Writing letters was a major occupation every day and with numerous postal deliveries in London messages could be exchanged with almost modern speed. This charming lady (Ackermann 1813) is wearing morning dress and a pretty cap while she catches up with her correspondence.
Reading was another unexceptional pastime - provided the book wasn't one of those shocking Minerva press novels - and so much the better if it could be combined with a healthy walk in the countryside. The lady engrossed in her book is from Journal des Dames et des Modes (1811). Perhaps she's reading sermons, but somehow I doubt it.
Every young lady was supposed to be proficient at sketching and to record charming scenes with pencil or watercolours. This rather rakish young lady is another from the Journal, this time 1801. Her expression suggests something more interesting than a stll life - I wonder if she is drawing a gentleman?
The scene below from a memorandum book of 1805 is certainly more proper. Two very smartly dressed ladies have called to see their friend engaged in painting another friend's portrait.
Memorandum books often showed charming groups of ladies engaged in fashionable pursuits. Proficiency at music was considered even more important than drawing and here there is both a harp and a pianoforte (1805). I think the friends are planning their music for an evening reception - perhaps the one leaning on the piano is agreeing what she will sing with the pianist while the lady with the harp - a more elegant and expensive instrument to learn - looks on. No doubt they are hoping that eligible young gentlemen will join in duets or turn the music for them.

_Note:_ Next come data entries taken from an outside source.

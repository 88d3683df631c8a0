use std::alloc::{GlobalAlloc, Layout, System};
use std::sync::atomic::{AtomicIsize, AtomicUsize, Ordering};

/// Global allocator that counts allocations and tracks live bytes.
pub struct AllocCounter {
    live: AtomicIsize,
    allocations: AtomicUsize,
}

/// Counter values at one point in time.
#[derive(Clone, Copy, Debug)]
pub struct AllocSnapshot {
    pub live_bytes: isize,
    pub allocations: usize,
}

impl AllocCounter {
    pub const fn new() -> Self {
        Self {
            live: AtomicIsize::new(0),
            allocations: AtomicUsize::new(0),
        }
    }

    pub fn snapshot(&self) -> AllocSnapshot {
        AllocSnapshot {
            live_bytes: self.live.load(Ordering::SeqCst),
            allocations: self.allocations.load(Ordering::SeqCst),
        }
    }

    /// Allocations made and live bytes retained since `before`.
    pub fn since(&self, before: AllocSnapshot) -> AllocSnapshot {
        let now = self.snapshot();
        AllocSnapshot {
            live_bytes: now.live_bytes - before.live_bytes,
            allocations: now.allocations - before.allocations,
        }
    }

    fn grew(&self, bytes: usize) {
        self.live.fetch_add(bytes as isize, Ordering::SeqCst);
        self.allocations.fetch_add(1, Ordering::SeqCst);
    }

    fn shrank(&self, bytes: usize) {
        self.live.fetch_sub(bytes as isize, Ordering::SeqCst);
    }
}

unsafe impl GlobalAlloc for AllocCounter {
    unsafe fn alloc(&self, layout: Layout) -> *mut u8 {
        let ptr = unsafe { System.alloc(layout) };
        if !ptr.is_null() {
            self.grew(layout.size());
        }
        ptr
    }

    unsafe fn alloc_zeroed(&self, layout: Layout) -> *mut u8 {
        let ptr = unsafe { System.alloc_zeroed(layout) };
        if !ptr.is_null() {
            self.grew(layout.size());
        }
        ptr
    }

    unsafe fn dealloc(&self, ptr: *mut u8, layout: Layout) {
        unsafe { System.dealloc(ptr, layout) };
        self.shrank(layout.size());
    }

    unsafe fn realloc(&self, ptr: *mut u8, layout: Layout, new_size: usize) -> *mut u8 {
        let new_ptr = unsafe { System.realloc(ptr, layout, new_size) };
        if !new_ptr.is_null() {
            self.shrank(layout.size());
            self.grew(new_size);
        }
        new_ptr
    }
}
mod common;

use common::alloc_counter::AllocCounter;
use common::fixtures::synthetic_document;
use page_styles::{resolve_styles, StyleOptions};
use page_stylesheet::Stylesheet;

#[global_allocator]
static ALLOC: AllocCounter = AllocCounter::new();

// Slack for allocations the test harness may make on its own thread.
const RETAINED_SLACK_BYTES: isize = 4 * 1024;

#[test]
fn resolve_pass_retains_nothing_and_scales_linearly_with_pages() {
    let sheet = Stylesheet::default();
    let options = StyleOptions::default();
    let small = synthetic_document(4, 3, 2);
    let large = synthetic_document(8, 3, 2);

    // Warm up lazily-initialized std state before measuring.
    drop(resolve_styles(&sheet, &small, &options).expect("warmup"));

    let before = ALLOC.snapshot();
    let styled = resolve_styles(&sheet, &small, &options).expect("small resolves");
    drop(styled);
    let small_pass = ALLOC.since(before);
    assert!(
        small_pass.live_bytes <= RETAINED_SLACK_BYTES,
        "resolve retained {} bytes after the output was dropped",
        small_pass.live_bytes
    );
    assert!(small_pass.allocations > 0);

    let before = ALLOC.snapshot();
    let styled = resolve_styles(&sheet, &large, &options).expect("large resolves");
    drop(styled);
    let large_pass = ALLOC.since(before);
    assert!(
        large_pass.live_bytes <= RETAINED_SLACK_BYTES,
        "resolve retained {} bytes after the output was dropped",
        large_pass.live_bytes
    );

    let ceiling = small_pass.allocations * 2 + 64;
    assert!(
        large_pass.allocations <= ceiling,
        "allocations grew faster than page count: {} for 8 pages vs {} for 4 (ceiling {})",
        large_pass.allocations,
        small_pass.allocations,
        ceiling
    );
    println!(
        "resolve allocs small={} large={}",
        small_pass.allocations, large_pass.allocations
    );
}
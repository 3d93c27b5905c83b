//! Axis-aligned boxes and the point-patch fit rule.

use std::marker::PhantomData;

use super::space::{Normalized, Pixel};

/// An axis-aligned box stored as `(xmin, xmax, ymin, ymax)`.
///
/// Construction does not check `xmin < xmax` / `ymin < ymax`. The parsers only
/// emit boxes that passed their filters; the CVAT reader passes source boxes
/// through untouched.
#[derive(Clone, Copy, PartialEq)]
pub struct BBox<TSpace> {
    xmin: f64,
    xmax: f64,
    ymin: f64,
    ymax: f64,
    _space: PhantomData<TSpace>,
}

impl<TSpace> BBox<TSpace> {
    #[inline]
    pub fn new(xmin: f64, xmax: f64, ymin: f64, ymax: f64) -> Self {
        Self {
            xmin,
            xmax,
            ymin,
            ymax,
            _space: PhantomData,
        }
    }

    #[inline]
    pub fn xmin(&self) -> f64 {
        self.xmin
    }

    #[inline]
    pub fn xmax(&self) -> f64 {
        self.xmax
    }

    #[inline]
    pub fn ymin(&self) -> f64 {
        self.ymin
    }

    #[inline]
    pub fn ymax(&self) -> f64 {
        self.ymax
    }

    /// May be negative for a malformed box.
    #[inline]
    pub fn width(&self) -> f64 {
        self.xmax - self.xmin
    }

    /// May be negative for a malformed box.
    #[inline]
    pub fn height(&self) -> f64 {
        self.ymax - self.ymin
    }

    /// Returns true if both axes are strictly ordered (min < max).
    #[inline]
    pub fn is_ordered(&self) -> bool {
        self.xmin < self.xmax && self.ymin < self.ymax
    }
}

impl BBox<Pixel> {
    /// Builds the fixed-size patch centred on a point.
    ///
    /// Half sizes use integer division, so an odd patch width of 5 yields a
    /// box 4 pixels wide.
    pub fn centered_patch(x: i64, y: i64, patch_width: u32, patch_height: u32) -> Self {
        let half_w = i64::from(patch_width / 2);
        let half_h = i64::from(patch_height / 2);
        Self::new(
            x.saturating_sub(half_w) as f64,
            x.saturating_add(half_w) as f64,
            y.saturating_sub(half_h) as f64,
            y.saturating_add(half_h) as f64,
        )
    }

    /// Patch-fit rule for point records: every edge must lie strictly inside
    /// the image. A box touching an edge is rejected.
    pub fn fits_strictly_within(&self, image_width: u32, image_height: u32) -> bool {
        self.xmin > 0.0
            && self.xmax < f64::from(image_width)
            && self.ymin > 0.0
            && self.ymax < f64::from(image_height)
    }

    /// The same box with its top-left corner moved to `(0, 0)`.
    pub fn rebased_to_origin(&self) -> Self {
        Self::new(0.0, self.width(), 0.0, self.height())
    }

    /// Divides x by `width` and y by `height`.
    pub fn to_normalized(&self, width: u32, height: u32) -> BBox<Normalized> {
        let w = f64::from(width);
        let h = f64::from(height);
        BBox::new(self.xmin / w, self.xmax / w, self.ymin / h, self.ymax / h)
    }
}

impl<TSpace> std::fmt::Debug for BBox<TSpace> {
    fn fmt(&self, f: &mut std::fmt::Formatter<'_>) -> std::fmt::Result {
        f.debug_struct("BBox")
            .field("xmin", &self.xmin)
            .field("xmax", &self.xmax)
            .field("ymin", &self.ymin)
            .field("ymax", &self.ymax)
            .finish()
    }
}
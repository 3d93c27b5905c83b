use std::path::Path;

use log::{debug, trace};

use super::{notify_annotated_image, AnnotatedImageListeners, AnnotationListener, Shared};
use crate::error::AnnopackError;
use crate::ir::{ImageAnnotation, ObjectAnnotation};
use crate::pipeline::AnnotatedImageListener;

/// Loads the pixels of every annotated image and hands them to the chain.
///
/// Units without object annotations are dropped here, before any decode.
pub struct ImageLoader {
    listeners: AnnotatedImageListeners,
    loaded: usize,
}

impl ImageLoader {
    pub fn new(listeners: AnnotatedImageListeners) -> Self {
        Self {
            listeners,
            loaded: 0,
        }
    }

    pub fn register(&mut self, listener: Shared<dyn AnnotatedImageListener>) {
        self.listeners.push(listener);
    }

    /// Number of images decoded so far.
    pub fn loaded(&self) -> usize {
        self.loaded
    }
}

impl AnnotationListener for ImageLoader {
    fn on_annotation_available(
        &mut self,
        image: &ImageAnnotation,
        objects: &[ObjectAnnotation],
    ) -> Result<(), AnnopackError> {
        debug!("{} -> {}", image.path(), objects.len());
        if objects.is_empty() {
            return Ok(());
        }

        let path = Path::new(image.path());
        let mut pixels = image::open(path).map_err(|source| AnnopackError::ImageLoad {
            path: path.to_path_buf(),
            source,
        })?;
        self.loaded += 1;
        trace!(
            "decoded {} ({}x{})",
            image.path(),
            pixels.width(),
            pixels.height()
        );

        notify_annotated_image(&self.listeners, &mut pixels, image, objects)
    }
}
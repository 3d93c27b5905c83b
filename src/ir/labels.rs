//! Label registry: a stable mapping from label text to a dense 1-based id.
//!
//! Ids are handed out in first-registration order and never change for the
//! lifetime of a registry (short of [`LabelRegistry::clear`]). The same order
//! is used when the registry is persisted as a label map, so a label map
//! written after a run always matches the ids stored in the packaged records.
//!
//! The registry is shared between stages through a [`Shared`] handle: a parser
//! or a registered collector writes to it, the record packager reads from it,
//! and a [`LabelMapWriter`] persists it when the pipeline stops.

use std::collections::HashMap;
use std::fmt;
use std::fs::{self, File};
use std::io::{BufWriter, Write};
use std::path::{Path, PathBuf};

use log::{debug, info};
use serde::Serialize;

use super::{ImageAnnotation, ObjectAnnotation};
use crate::error::AnnopackError;
use crate::pipeline::{AnnotationListener, PipelineStateListener, Shared};

/// Numeric id of a label, starting at 1.
#[derive(Clone, Copy, PartialEq, Eq, PartialOrd, Ord, Hash, Serialize)]
#[serde(transparent)]
pub struct LabelId(u32);

impl LabelId {
    #[inline]
    pub fn as_u32(self) -> u32 {
        self.0
    }

    #[inline]
    pub fn as_i64(self) -> i64 {
        i64::from(self.0)
    }
}

impl fmt::Debug for LabelId {
    fn fmt(&self, f: &mut fmt::Formatter<'_>) -> fmt::Result {
        write!(f, "LabelId({})", self.0)
    }
}

impl fmt::Display for LabelId {
    fn fmt(&self, f: &mut fmt::Formatter<'_>) -> fmt::Result {
        write!(f, "{}", self.0)
    }
}

#[derive(Clone, Debug, Default)]
pub struct LabelRegistry {
    ids: HashMap<String, LabelId>,
    order: Vec<String>,
}

impl LabelRegistry {
    pub fn new() -> Self {
        Self::default()
    }

    /// Assigns the next id to `label` on first sight; later calls are no-ops.
    pub fn register(&mut self, label: &str) -> LabelId {
        if let Some(id) = self.ids.get(label) {
            return *id;
        }
        let id = LabelId(self.order.len() as u32 + 1);
        debug!("Adding \"{label}\" as {id}");
        self.ids.insert(label.to_string(), id);
        self.order.push(label.to_string());
        id
    }

    /// Looks up an id without assigning one.
    pub fn find(&self, label: &str) -> Option<LabelId> {
        self.ids.get(label).copied()
    }

    pub fn clear(&mut self) {
        self.ids.clear();
        self.order.clear();
    }

    pub fn count(&self) -> usize {
        self.order.len()
    }

    pub fn is_empty(&self) -> bool {
        self.order.is_empty()
    }

    /// Labels with their ids, in id order.
    pub fn iter(&self) -> impl Iterator<Item = (LabelId, &str)> + '_ {
        self.order
            .iter()
            .enumerate()
            .map(|(idx, label)| (LabelId(idx as u32 + 1), label.as_str()))
    }

    /// Renders the label map text, one `item { .. }` block per label.
    pub fn to_label_map_string(&self) -> String {
        let mut out = String::new();
        for (id, label) in self.iter() {
            out.push_str("item {\n");
            out.push_str(&format!("id: {id}\n"));
            out.push_str(&format!("name: '{label}'\n"));
            out.push_str("}\n");
        }
        out
    }

    /// Writes the label map to `path`, creating parent directories as needed.
    pub fn write_label_map(&self, path: &Path) -> Result<(), AnnopackError> {
        let write_err = |source| AnnopackError::LabelMapWrite {
            path: path.to_path_buf(),
            source,
        };
        ensure_parent_dir(path)?;
        let mut writer = BufWriter::new(File::create(path).map_err(write_err)?);
        writer
            .write_all(self.to_label_map_string().as_bytes())
            .map_err(write_err)?;
        writer.flush().map_err(write_err)?;
        info!("{} labels written to {}", self.count(), path.display());
        Ok(())
    }
}

/// Registering the registry as an annotation listener turns it into a label
/// collector: every label of every unit it sees gets an id.
impl AnnotationListener for LabelRegistry {
    fn on_annotation_available(
        &mut self,
        _image: &ImageAnnotation,
        objects: &[ObjectAnnotation],
    ) -> Result<(), AnnopackError> {
        for object in objects {
            self.register(object.label());
        }
        Ok(())
    }
}

/// Persists a shared registry as a label map file when the pipeline stops.
pub struct LabelMapWriter {
    labels: Shared<LabelRegistry>,
    path: PathBuf,
}

impl LabelMapWriter {
    /// Creates the label map's parent directory up front so a bad location
    /// fails before any parsing happens.
    pub fn new(labels: Shared<LabelRegistry>, path: impl Into<PathBuf>) -> Result<Self, AnnopackError> {
        let path = path.into();
        ensure_parent_dir(&path)?;
        Ok(Self { labels, path })
    }
}

impl PipelineStateListener for LabelMapWriter {
    fn on_pipeline_stop(&mut self) -> Result<(), AnnopackError> {
        self.labels.borrow().write_label_map(&self.path)
    }
}

pub(crate) fn ensure_parent_dir(path: &Path) -> Result<(), AnnopackError> {
    match path.parent() {
        Some(parent) if !parent.as_os_str().is_empty() => {
            fs::create_dir_all(parent).map_err(|source| AnnopackError::OutputCreate {
                path: parent.to_path_buf(),
                source,
            })
        }
        _ => Ok(()),
    }
}

#[cfg(test)]
mod tests {
    use super::*;
    use crate::pipeline::shared;

    #[test]
    fn ids_are_dense_and_follow_first_sight() {
        let mut labels = LabelRegistry::new();
        assert_eq!(labels.register("fish").as_u32(), 1);
        assert_eq!(labels.register("coral").as_u32(), 2);
        assert_eq!(labels.register("fish").as_u32(), 1);
        assert_eq!(labels.register("sand").as_u32(), 3);
        assert_eq!(labels.count(), 3);

        let order: Vec<_> = labels.iter().map(|(id, l)| (id.as_u32(), l)).collect();
        assert_eq!(order, vec![(1, "fish"), (2, "coral"), (3, "sand")]);
    }

    #[test]
    fn find_never_fabricates_ids() {
        let mut labels = LabelRegistry::new();
        labels.register("fish");
        assert_eq!(labels.find("fish").map(LabelId::as_u32), Some(1));
        assert_eq!(labels.find("whale"), None);
        assert_eq!(labels.count(), 1);
    }

    #[test]
    fn clear_restarts_numbering() {
        let mut labels = LabelRegistry::new();
        labels.register("a");
        labels.register("b");
        labels.clear();
        assert!(labels.is_empty());
        assert_eq!(labels.find("a"), None);
        assert_eq!(labels.register("b").as_u32(), 1);
    }

    #[test]
    fn collector_registers_labels_of_every_unit() {
        let mut labels = LabelRegistry::new();
        let image = ImageAnnotation::new("a.jpg", 10, 10);
        labels
            .on_annotation_available(
                &image,
                &[
                    ObjectAnnotation::new("coral", 0.0, 1.0, 0.0, 1.0),
                    ObjectAnnotation::new("fish", 0.0, 1.0, 0.0, 1.0),
                    ObjectAnnotation::new("coral", 0.0, 1.0, 0.0, 1.0),
                ],
            )
            .expect("collect");
        assert_eq!(labels.find("coral").map(LabelId::as_u32), Some(1));
        assert_eq!(labels.find("fish").map(LabelId::as_u32), Some(2));
    }

    #[test]
    fn label_map_text_format() {
        let mut labels = LabelRegistry::new();
        labels.register("fish");
        labels.register("coral");
        assert_eq!(
            labels.to_label_map_string(),
            "item {\nid: 1\nname: 'fish'\n}\nitem {\nid: 2\nname: 'coral'\n}\n"
        );
    }

    #[test]
    fn writer_persists_on_stop_into_new_directory() {
        let temp = tempfile::tempdir().expect("tempdir");
        let path = temp.path().join("nested").join("label_map.pbtxt");
        let labels = shared(LabelRegistry::new());
        let mut writer = LabelMapWriter::new(labels.clone(), &path).expect("writer");

        labels.borrow_mut().register("fish");
        writer.on_pipeline_stop().expect("persist");

        let text = fs::read_to_string(&path).expect("read label map");
        assert_eq!(text, "item {\nid: 1\nname: 'fish'\n}\n");
    }
}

Craft work was also considered a suitable occupation for a lady. One might make a reticule, create a scrap-covered screen, grow ferns on the windowsill or net a snood for your hair.
An interest in natural history was unexceptional - shells and coral were collected and seaweed pressed to make pictures.
Very adventurous ladies might create a shell grotto in the garden or turn a summerhouse into an "Alpine" cabin with pine cones. These friends from another memorandum book of 1805 are admiring a collection of shells and corals which look very exotic and probably, expensive. Or did a relative in the navy or the East India Company collect them and send them back to be marvelled over?